Instructions for the task:
Using the records below, transcribe word for word the stretch from the line that contains "let mut exclude_patterns" through the line that contains "let paused = spec.paused.or(defaults.paused).unwrap_or(false);", both end lines included, and nothing else.
Data for this exercise section start
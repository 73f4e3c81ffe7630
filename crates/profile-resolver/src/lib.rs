//! Copyright (C) 2026 Pedro Henrique / phkaiser13
//!
//! Merges the `defaults` block into each named profile and validates the
//! result. The `dependsOn` relation between profiles forms a DAG,
//! represented here as a plain adjacency map (`BTreeMap<String,
//! Vec<String>>`) rather than a materialized node-object graph, walked with
//! a gray/black-coloring DFS.
//!
//! SPDX-License-Identifier: Apache-2.0

use gatewaysync_api::{DesignerSessionPolicy, Mapping, ProfileSpec, SyncDefaults};
use serde::{Deserialize, Serialize};
use std::collections::BTreeMap;
use std::time::Duration;
use thiserror::Error;

const DEFAULT_SYNC_PERIOD: Duration = Duration::from_secs(30);

#[derive(Debug, Clone, Serialize, Deserialize, PartialEq)]
pub struct ResolvedProfile {
    pub name: String,
    pub mappings: Vec<Mapping>,
    pub vars: BTreeMap<String, String>,
    pub exclude_patterns: Vec<String>,
    pub sync_period: Duration,
    pub dry_run: bool,
    pub designer_session_policy: DesignerSessionPolicy,
    pub paused: bool,
    pub depends_on: Vec<String>,
}

#[derive(Debug, Error, PartialEq, Eq)]
pub enum Error {
    #[error("profile '{profile}' mapping path '{path}' must not be absolute")]
    AbsolutePath { profile: String, path: String },
    #[error("profile '{profile}' mapping path '{path}' must not contain '..' segments")]
    ParentTraversal { profile: String, path: String },
    #[error("profile '{profile}' var key '{key}' is not a valid identifier")]
    InvalidVarKey { profile: String, key: String },
    #[error("profile '{profile}' depends on unknown profile '{target}'")]
    UnknownDependency { profile: String, target: String },
    #[error("cyclic dependsOn: {}", .0.join("/"))]
    CycleDetected(Vec<String>),
}

/// Resolves every profile against `defaults`. Returns resolved profiles
/// keyed by name, or the first validation error encountered (profiles are
/// validated in name order for deterministic error reporting).
pub fn resolve(
    defaults: &SyncDefaults,
    profiles: &BTreeMap<String, ProfileSpec>,
) -> Result<BTreeMap<String, ResolvedProfile>, Error> {
    validate_var_keys("defaults", &defaults.vars)?;

    if let Some(cycle) = detect_cycle(profiles) {
        return Err(Error::CycleDetected(cycle));
    }

    let mut resolved = BTreeMap::new();
    for (name, spec) in profiles {
        resolved.insert(name.clone(), resolve_one(defaults, name, spec, profiles)?);
    }
    Ok(resolved)
}

fn resolve_one(
    defaults: &SyncDefaults,
    name: &str,
    spec: &ProfileSpec,
    all_profiles: &BTreeMap<String, ProfileSpec>,
) -> Result<ResolvedProfile, Error> {
    for mapping in &spec.mappings {
        validate_mapping_path(name, &mapping.source)?;
        validate_mapping_path(name, &mapping.destination)?;
    }

    let mut vars = defaults.vars.clone();
    if let Some(profile_vars) = &spec.vars {
        validate_var_keys(name, profile_vars)?;
        for (k, v) in profile_vars {
            vars.insert(k.clone(), v.clone());
        }
    }

    let mut exclude_patterns = defaults.exclude_patterns.clone();
    if let Some(extra) = &spec.exclude_patterns {
        exclude_patterns.extend(extra.iter().cloned());
    }

    let sync_period = spec
        .sync_period_seconds
        .or(defaults.sync_period_seconds)
        .map(Duration::from_secs)
        .unwrap_or(DEFAULT_SYNC_PERIOD);

    let dry_run = spec.dry_run.or(defaults.dry_run).unwrap_or(false);

    let designer_session_policy = spec
        .designer_session_policy
        .or(defaults.designer_session_policy)
        .unwrap_or_default();

    let paused = spec.paused.or(defaults.paused).unwrap_or(false);

    let depends_on = spec.depends_on.clone().unwrap_or_default();
    for dep in &depends_on {
        if !all_profiles.contains_key(dep) {
            return Err(Error::UnknownDependency {
                profile: name.to_string(),
                target: dep.clone(),
            });
        }
    }

    Ok(ResolvedProfile {
        name: name.to_string(),
        mappings: spec.mappings.clone(),
        vars,
        exclude_patterns,
        sync_period,
        dry_run,
        designer_session_policy,
        paused,
        depends_on,
    })
}

fn validate_mapping_path(profile: &str, path: &str) -> Result<(), Error> {
    if path.starts_with('/') {
        return Err(Error::AbsolutePath {
            profile: profile.to_string(),
            path: path.to_string(),
        });
    }
    if path.split('/').any(|segment| segment == "..") {
        return Err(Error::ParentTraversal {
            profile: profile.to_string(),
            path: path.to_string(),
        });
    }
    Ok(())
}

fn validate_var_keys(profile: &str, vars: &BTreeMap<String, String>) -> Result<(), Error> {
    for key in vars.keys() {
        if !template_resolver::is_valid_var_key(key) {
            return Err(Error::InvalidVarKey {
                profile: profile.to_string(),
                key: key.clone(),
            });
        }
    }
    Ok(())
}

#[derive(Clone, Copy, PartialEq, Eq)]
enum Color {
    White,
    Gray,
    Black,
}

/// Gray/black-coloring DFS over the `dependsOn` adjacency map. Returns the
/// cycle path (including the repeated node at both ends) on the first cycle
/// found; `None` if the graph is acyclic. Unknown dependency targets are
/// reported separately by `resolve_one`, not treated as cycle edges here.
fn detect_cycle(profiles: &BTreeMap<String, ProfileSpec>) -> Option<Vec<String>> {
    let mut color: BTreeMap<String, Color> = profiles.keys().map(|k| (k.clone(), Color::White)).collect();

    for start in profiles.keys() {
        if color[start] == Color::White {
            let mut path = Vec::new();
            if let Some(cycle) = visit(start, profiles, &mut color, &mut path) {
                return Some(cycle);
            }
        }
    }
    None
}

fn visit(
    node: &str,
    profiles: &BTreeMap<String, ProfileSpec>,
    color: &mut BTreeMap<String, Color>,
    path: &mut Vec<String>,
) -> Option<Vec<String>> {
    color.insert(node.to_string(), Color::Gray);
    path.push(node.to_string());

    if let Some(spec) = profiles.get(node) {
        if let Some(deps) = &spec.depends_on {
            for dep in deps {
                match color.get(dep.as_str()) {
                    Some(Color::Gray) => {
                        let idx = path.iter().position(|n| n == dep).unwrap_or(0);
                        let mut cycle = path[idx..].to_vec();
                        cycle.push(dep.clone());
                        return Some(cycle);
                    }
                    Some(Color::Black) | None => continue,
                    Some(Color::White) => {
                        if let Some(cycle) = visit(dep, profiles, color, path) {
                            return Some(cycle);
                        }
                    }
                }
            }
        }
    }

    path.pop();
    color.insert(node.to_string(), Color::Black);
    None
}

#[cfg(test)]
mod tests {
    use super::*;
    use gatewaysync_api::{Mapping, MappingType};

    fn mapping(source: &str, destination: &str) -> Mapping {
        Mapping {
            source: source.to_string(),
            destination: destination.to_string(),
            r#type: MappingType::Dir,
            required: true,
            transform: None,
        }
    }

    fn profile(mappings: Vec<Mapping>, depends_on: Option<Vec<&str>>) -> ProfileSpec {
        ProfileSpec {
            mappings,
            depends_on: depends_on.map(|v| v.into_iter().map(String::from).collect()),
            ..Default::default()
        }
    }

    #[test]
    fn vars_merge_per_key() {
        let mut defaults = SyncDefaults::default();
        defaults.vars.insert("Region".to_string(), "us".to_string());
        defaults.vars.insert("Tier".to_string(), "base".to_string());

        let mut profiles = BTreeMap::new();
        let mut p = profile(vec![mapping("src", "dst")], None);
        p.vars = Some(BTreeMap::from([("Tier".to_string(), "gold".to_string())]));
        profiles.insert("line1".to_string(), p);

        let resolved = resolve(&defaults, &profiles).unwrap();
        let r = &resolved["line1"];
        assert_eq!(r.vars["Region"], "us");
        assert_eq!(r.vars["Tier"], "gold");
    }

    #[test]
    fn exclude_patterns_are_additive() {
        let mut defaults = SyncDefaults::default();
        defaults.exclude_patterns.push("**/*.tmp".to_string());

        let mut profiles = BTreeMap::new();
        let mut p = profile(vec![mapping("src", "dst")], None);
        p.exclude_patterns = Some(vec!["**/*.bak".to_string()]);
        profiles.insert("line1".to_string(), p);

        let resolved = resolve(&defaults, &profiles).unwrap();
        assert_eq!(
            resolved["line1"].exclude_patterns,
            vec!["**/*.tmp".to_string(), "**/*.bak".to_string()]
        );
    }

    #[test]
    fn scalar_baseline_when_unset() {
        let defaults = SyncDefaults::default();
        let mut profiles = BTreeMap::new();
        profiles.insert("line1".to_string(), profile(vec![mapping("src", "dst")], None));

        let resolved = resolve(&defaults, &profiles).unwrap();
        let r = &resolved["line1"];
        assert_eq!(r.sync_period, Duration::from_secs(30));
        assert!(!r.dry_run);
        assert_eq!(r.designer_session_policy, DesignerSessionPolicy::Proceed);
        assert!(!r.paused);
    }

    #[test]
    fn absolute_path_rejected() {
        let defaults = SyncDefaults::default();
        let mut profiles = BTreeMap::new();
        profiles.insert("line1".to_string(), profile(vec![mapping("/etc", "dst")], None));
        let err = resolve(&defaults, &profiles).unwrap_err();
        assert!(matches!(err, Error::AbsolutePath { .. }));
    }

    #[test]
    fn cycle_detected_reports_path() {
        let defaults = SyncDefaults::default();
        let mut profiles = BTreeMap::new();
        profiles.insert("a".to_string(), profile(vec![mapping("s", "d")], Some(vec!["b"])));
        profiles.insert("b".to_string(), profile(vec![mapping("s", "d")], Some(vec!["c"])));
        profiles.insert("c".to_string(), profile(vec![mapping("s", "d")], Some(vec!["a"])));

        let err = resolve(&defaults, &profiles).unwrap_err();
        match err {
            Error::CycleDetected(path) => {
                assert!(path.starts_with(&["a".to_string()]) || path.contains(&"a".to_string()));
                assert_eq!(path.first(), path.last());
            }
            other => panic!("expected CycleDetected, got {other:?}"),
        }
    }

    #[test]
    fn unknown_dependency_rejected() {
        let defaults = SyncDefaults::default();
        let mut profiles = BTreeMap::new();
        profiles.insert(
            "a".to_string(),
            profile(vec![mapping("s", "d")], Some(vec!["ghost"])),
        );
        let err = resolve(&defaults, &profiles).unwrap_err();
        assert!(matches!(err, Error::UnknownDependency { .. }));
    }
}
//! Copyright (C) 2026 Pedro Henrique / phkaiser13
//!
//! Lifecycle of the derived credential secret for GitHub App auth: the
//! controller exchanges the app's private key for a short-lived
//! installation token (see `git_client::AppTokenCache`), then materializes
//! that token into an owned `Secret` so the webhook can mount it into
//! agent pods as a plain git-token file, the same shape `ResolvedAuth::Ssh`
//! and `ResolvedAuth::Token` already expect on disk. Only app-identity auth
//! needs this: ssh/token auth already name a user-owned secret the webhook
//! mounts directly.
//!
//! SPDX-License-Identifier: Apache-2.0

use gatewaysync_api::GatewaySync;
use k8s_openapi::api::core::v1::Secret;
use k8s_openapi::ByteString;
use kube::api::{Api, ObjectMeta, Patch, PatchParams};
use kube::{Client, Resource, ResourceExt};
use std::collections::BTreeMap;
use thiserror::Error;

const FIELD_MANAGER: &str = "gatewaysync-operator.sync.stoker.io";
const TOKEN_KEY: &str = "git-token";

#[derive(Debug, Error)]
pub enum Error {
    #[error("kubernetes API error: {0}")]
    Kube(#[from] kube::Error),
    #[error("GatewaySync has no owner reference")]
    MissingOwnerRef,
}

pub fn secret_name(gatewaysync_name: &str) -> String {
    format!("{gatewaysync_name}-git-app-token")
}

/// Whether this call materialized the secret for the first time (the caller
/// audit-logs only that transition, not every refresh).
#[derive(Debug, Clone, Copy, PartialEq, Eq)]
pub enum SecretOutcome {
    Created,
    Refreshed,
}

/// Idempotently writes the resolved installation token into the derived
/// secret. Safe to call on every revolution that resolved app-identity
/// auth: server-side apply is a no-op once the token value is unchanged,
/// and only changes when `AppTokenCache` actually refreshed it.
pub async fn ensure_app_token_secret(
    client: &Client,
    owner: &GatewaySync,
    namespace: &str,
    token: &str,
) -> Result<SecretOutcome, Error> {
    let name = secret_name(&owner.name_any());
    let api: Api<Secret> = Api::namespaced(client.clone(), namespace);
    let owner_ref = owner.controller_owner_ref(&()).ok_or(Error::MissingOwnerRef)?;

    let existed_with_same_token = api
        .get_opt(&name)
        .await?
        .and_then(|s| s.data)
        .and_then(|d| d.get(TOKEN_KEY).cloned())
        .map(|bytes| bytes.0 == token.as_bytes())
        .unwrap_or(false);

    let mut data = BTreeMap::new();
    data.insert(TOKEN_KEY.to_string(), ByteString(token.as_bytes().to_vec()));

    let desired = Secret {
        metadata: ObjectMeta {
            name: Some(name.clone()),
            namespace: Some(namespace.to_string()),
            owner_references: Some(vec![owner_ref]),
            ..Default::default()
        },
        data: Some(data),
        type_: Some("Opaque".to_string()),
        ..Default::default()
    };

    api.patch(&name, &PatchParams::apply(FIELD_MANAGER), &Patch::Apply(&desired)).await?;

    Ok(if existed_with_same_token { SecretOutcome::Refreshed } else { SecretOutcome::Created })
}

/// Deletes the derived secret at finalization. Also happens automatically
/// via the owner reference's garbage collection, but an explicit delete
/// keeps this cleanup symmetric with the metadata/status record deletes in
/// `reconcile::cleanup` and gives the audit trail a definite event to log
/// against, rather than relying on GC timing.
pub async fn delete_app_token_secret(client: &Client, namespace: &str, gatewaysync_name: &str) -> Result<(), Error> {
    let api: Api<Secret> = Api::namespaced(client.clone(), namespace);
    let _ = api.delete(&secret_name(gatewaysync_name), &Default::default()).await;
    Ok(())
}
Data for this exercise section end
Response area:
    let mut exclude_patterns = defaults.exclude_patterns.clone();
    if let Some(extra) = &spec.exclude_patterns {
        exclude_patterns.extend(extra.iter().cloned());
    }

    let sync_period = spec
        .sync_period_seconds
        .or(defaults.sync_period_seconds)
        .map(Duration::from_secs)
        .unwrap_or(DEFAULT_SYNC_PERIOD);

    let dry_run = spec.dry_run.or(defaults.dry_run).unwrap_or(false);

    let designer_session_policy = spec
        .designer_session_policy
        .or(defaults.designer_session_policy)
        .unwrap_or_default();

    let paused = spec.paused.or(defaults.paused).unwrap_or(false);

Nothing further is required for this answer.